(Stored data)
:::
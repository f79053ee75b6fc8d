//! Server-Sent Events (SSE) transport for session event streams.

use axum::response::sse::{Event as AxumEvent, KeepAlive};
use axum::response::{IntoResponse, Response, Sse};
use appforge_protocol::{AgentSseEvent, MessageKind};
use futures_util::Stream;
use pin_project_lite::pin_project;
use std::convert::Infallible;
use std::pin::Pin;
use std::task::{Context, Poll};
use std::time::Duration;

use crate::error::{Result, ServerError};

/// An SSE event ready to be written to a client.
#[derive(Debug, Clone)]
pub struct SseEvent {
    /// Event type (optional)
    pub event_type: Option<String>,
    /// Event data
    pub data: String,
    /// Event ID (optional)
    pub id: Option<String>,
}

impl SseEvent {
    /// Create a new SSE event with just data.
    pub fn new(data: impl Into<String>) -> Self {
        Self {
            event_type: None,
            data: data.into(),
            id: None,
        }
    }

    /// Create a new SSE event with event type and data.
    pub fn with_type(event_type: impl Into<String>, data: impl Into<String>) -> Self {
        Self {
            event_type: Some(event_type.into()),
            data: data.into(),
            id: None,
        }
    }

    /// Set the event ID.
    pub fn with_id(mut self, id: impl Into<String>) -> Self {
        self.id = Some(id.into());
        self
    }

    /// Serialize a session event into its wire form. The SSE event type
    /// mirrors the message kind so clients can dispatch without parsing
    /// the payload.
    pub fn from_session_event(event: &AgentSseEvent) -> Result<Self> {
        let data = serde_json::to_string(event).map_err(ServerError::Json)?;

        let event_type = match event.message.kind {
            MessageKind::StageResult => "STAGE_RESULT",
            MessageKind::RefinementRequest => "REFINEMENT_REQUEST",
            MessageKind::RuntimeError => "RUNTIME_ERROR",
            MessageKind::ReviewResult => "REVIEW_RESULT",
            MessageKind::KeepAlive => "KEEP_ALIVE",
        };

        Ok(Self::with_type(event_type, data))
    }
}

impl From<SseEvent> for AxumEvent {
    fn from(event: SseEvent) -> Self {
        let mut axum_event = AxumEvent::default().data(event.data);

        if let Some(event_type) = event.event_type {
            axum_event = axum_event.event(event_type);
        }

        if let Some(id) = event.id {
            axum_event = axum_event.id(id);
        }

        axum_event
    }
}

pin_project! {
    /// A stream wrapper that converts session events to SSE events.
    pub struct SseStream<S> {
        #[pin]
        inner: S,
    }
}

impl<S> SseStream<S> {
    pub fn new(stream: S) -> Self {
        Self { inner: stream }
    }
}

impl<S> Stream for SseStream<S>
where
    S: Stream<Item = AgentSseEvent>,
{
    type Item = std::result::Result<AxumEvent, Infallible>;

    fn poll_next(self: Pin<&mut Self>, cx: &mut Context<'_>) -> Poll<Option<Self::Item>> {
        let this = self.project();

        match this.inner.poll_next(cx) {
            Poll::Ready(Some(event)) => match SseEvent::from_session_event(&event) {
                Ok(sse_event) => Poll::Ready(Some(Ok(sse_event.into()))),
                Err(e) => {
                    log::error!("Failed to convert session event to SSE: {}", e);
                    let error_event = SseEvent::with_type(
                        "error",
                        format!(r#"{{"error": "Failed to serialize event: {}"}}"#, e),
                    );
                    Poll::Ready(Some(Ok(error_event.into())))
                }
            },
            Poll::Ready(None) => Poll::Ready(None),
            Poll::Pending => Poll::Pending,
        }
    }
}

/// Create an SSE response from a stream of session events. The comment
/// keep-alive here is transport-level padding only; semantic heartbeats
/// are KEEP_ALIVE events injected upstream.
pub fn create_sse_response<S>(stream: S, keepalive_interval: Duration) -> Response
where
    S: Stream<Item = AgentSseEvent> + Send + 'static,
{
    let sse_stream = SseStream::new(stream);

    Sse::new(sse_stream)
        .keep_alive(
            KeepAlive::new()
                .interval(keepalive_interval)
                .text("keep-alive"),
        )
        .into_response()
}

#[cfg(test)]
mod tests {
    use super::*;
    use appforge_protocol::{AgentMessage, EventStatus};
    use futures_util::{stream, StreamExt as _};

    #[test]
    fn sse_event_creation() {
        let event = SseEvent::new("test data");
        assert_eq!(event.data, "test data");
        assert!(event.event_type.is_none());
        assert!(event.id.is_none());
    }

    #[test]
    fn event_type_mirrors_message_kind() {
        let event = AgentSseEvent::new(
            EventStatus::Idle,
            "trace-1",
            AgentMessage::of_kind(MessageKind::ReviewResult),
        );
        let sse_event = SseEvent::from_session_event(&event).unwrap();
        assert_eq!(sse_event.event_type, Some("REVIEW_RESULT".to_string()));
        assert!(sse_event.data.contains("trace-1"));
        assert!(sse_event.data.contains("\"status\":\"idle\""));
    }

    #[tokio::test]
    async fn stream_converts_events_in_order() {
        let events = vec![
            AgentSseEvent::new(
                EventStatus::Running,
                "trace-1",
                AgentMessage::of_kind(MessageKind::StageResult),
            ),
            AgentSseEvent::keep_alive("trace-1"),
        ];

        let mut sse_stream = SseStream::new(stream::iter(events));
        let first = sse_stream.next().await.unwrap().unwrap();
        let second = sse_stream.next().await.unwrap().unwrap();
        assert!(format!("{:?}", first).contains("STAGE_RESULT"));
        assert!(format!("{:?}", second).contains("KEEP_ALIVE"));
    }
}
:::
TASK TO COMPLETE:
Repeat the records above in full, character for character.

OUTPUT OF THE TASK:
repository f79053ee75b6fc8d
//! Server-Sent Events (SSE) transport for session event streams.

use axum::response::sse::{Event as AxumEvent, KeepAlive};
use axum::response::{IntoResponse, Response, Sse};
use appforge_protocol::{AgentSseEvent, MessageKind};
use futures_util::Stream;
use pin_project_lite::pin_project;
use std::convert::Infallible;
use std::pin::Pin;
use std::task::{Context, Poll};
use std::time::Duration;

use crate::error::{Result, ServerError};

/// An SSE event ready to be written to a client.
#[derive(Debug, Clone)]
pub struct SseEvent {
    /// Event type (optional)
    pub event_type: Option<String>,
    /// Event data
    pub data: String,
    /// Event ID (optional)
    pub id: Option<String>,
}

impl SseEvent {
    /// Create a new SSE event with just data.
    pub fn new(data: impl Into<String>) -> Self {
        Self {
            event_type: None,
            data: data.into(),
            id: None,
        }
    }

    /// Create a new SSE event with event type and data.
    pub fn with_type(event_type: impl Into<String>, data: impl Into<String>) -> Self {
        Self {
            event_type: Some(event_type.into()),
            data: data.into(),
            id: None,
        }
    }

    /// Set the event ID.
    pub fn with_id(mut self, id: impl Into<String>) -> Self {
        self.id = Some(id.into());
        self
    }

    /// Serialize a session event into its wire form. The SSE event type
    /// mirrors the message kind so clients can dispatch without parsing
    /// the payload.
    pub fn from_session_event(event: &AgentSseEvent) -> Result<Self> {
        let data = serde_json::to_string(event).map_err(ServerError::Json)?;

        let event_type = match event.message.kind {
            MessageKind::StageResult => "STAGE_RESULT",
            MessageKind::RefinementRequest => "REFINEMENT_REQUEST",
            MessageKind::RuntimeError => "RUNTIME_ERROR",
            MessageKind::ReviewResult => "REVIEW_RESULT",
            MessageKind::KeepAlive => "KEEP_ALIVE",
        };

        Ok(Self::with_type(event_type, data))
    }
}

impl From<SseEvent> for AxumEvent {
    fn from(event: SseEvent) -> Self {
        let mut axum_event = AxumEvent::default().data(event.data);

        if let Some(event_type) = event.event_type {
            axum_event = axum_event.event(event_type);
        }

        if let Some(id) = event.id {
            axum_event = axum_event.id(id);
        }

        axum_event
    }
}

pin_project! {
    /// A stream wrapper that converts session events to SSE events.
    pub struct SseStream<S> {
        #[pin]
        inner: S,
    }
}

impl<S> SseStream<S> {
    pub fn new(stream: S) -> Self {
        Self { inner: stream }
    }
}

impl<S> Stream for SseStream<S>
where
    S: Stream<Item = AgentSseEvent>,
{
    type Item = std::result::Result<AxumEvent, Infallible>;

    fn poll_next(self: Pin<&mut Self>, cx: &mut Context<'_>) -> Poll<Option<Self::Item>> {
        let this = self.project();

        match this.inner.poll_next(cx) {
            Poll::Ready(Some(event)) => match SseEvent::from_session_event(&event) {
                Ok(sse_event) => Poll::Ready(Some(Ok(sse_event.into()))),
                Err(e) => {
                    log::error!("Failed to convert session event to SSE: {}", e);
                    let error_event = SseEvent::with_type(
                        "error",
                        format!(r#"{{"error": "Failed to serialize event: {}"}}"#, e),
                    );
                    Poll::Ready(Some(Ok(error_event.into())))
                }
            },
            Poll::Ready(None) => Poll::Ready(None),
            Poll::Pending => Poll::Pending,
        }
    }
}

/// Create an SSE response from a stream of session events. The comment
/// keep-alive here is transport-level padding only; semantic heartbeats
/// are KEEP_ALIVE events injected upstream.
pub fn create_sse_response<S>(stream: S, keepalive_interval: Duration) -> Response
where
    S: Stream<Item = AgentSseEvent> + Send + 'static,
{
    let sse_stream = SseStream::new(stream);

    Sse::new(sse_stream)
        .keep_alive(
            KeepAlive::new()
                .interval(keepalive_interval)
                .text("keep-alive"),
        )
        .into_response()
}

#[cfg(test)]
mod tests {
    use super::*;
    use appforge_protocol::{AgentMessage, EventStatus};
    use futures_util::{stream, StreamExt as _};

    #[test]
    fn sse_event_creation() {
        let event = SseEvent::new("test data");
        assert_eq!(event.data, "test data");
        assert!(event.event_type.is_none());
        assert!(event.id.is_none());
    }

    #[test]
    fn event_type_mirrors_message_kind() {
        let event = AgentSseEvent::new(
            EventStatus::Idle,
            "trace-1",
            AgentMessage::of_kind(MessageKind::ReviewResult),
        );
        let sse_event = SseEvent::from_session_event(&event).unwrap();
        assert_eq!(sse_event.event_type, Some("REVIEW_RESULT".to_string()));
        assert!(sse_event.data.contains("trace-1"));
        assert!(sse_event.data.contains("\"status\":\"idle\""));
    }

    #[tokio::test]
    async fn stream_converts_events_in_order() {
        let events = vec![
            AgentSseEvent::new(
                EventStatus::Running,
                "trace-1",
                AgentMessage::of_kind(MessageKind::StageResult),
            ),
            AgentSseEvent::keep_alive("trace-1"),
        ];

        let mut sse_stream = SseStream::new(stream::iter(events));
        let first = sse_stream.next().await.unwrap().unwrap();
        let second = sse_stream.next().await.unwrap().unwrap();
        assert!(format!("{:?}", first).contains("STAGE_RESULT"));
        assert!(format!("{:?}", second).contains("KEEP_ALIVE"));
    }
}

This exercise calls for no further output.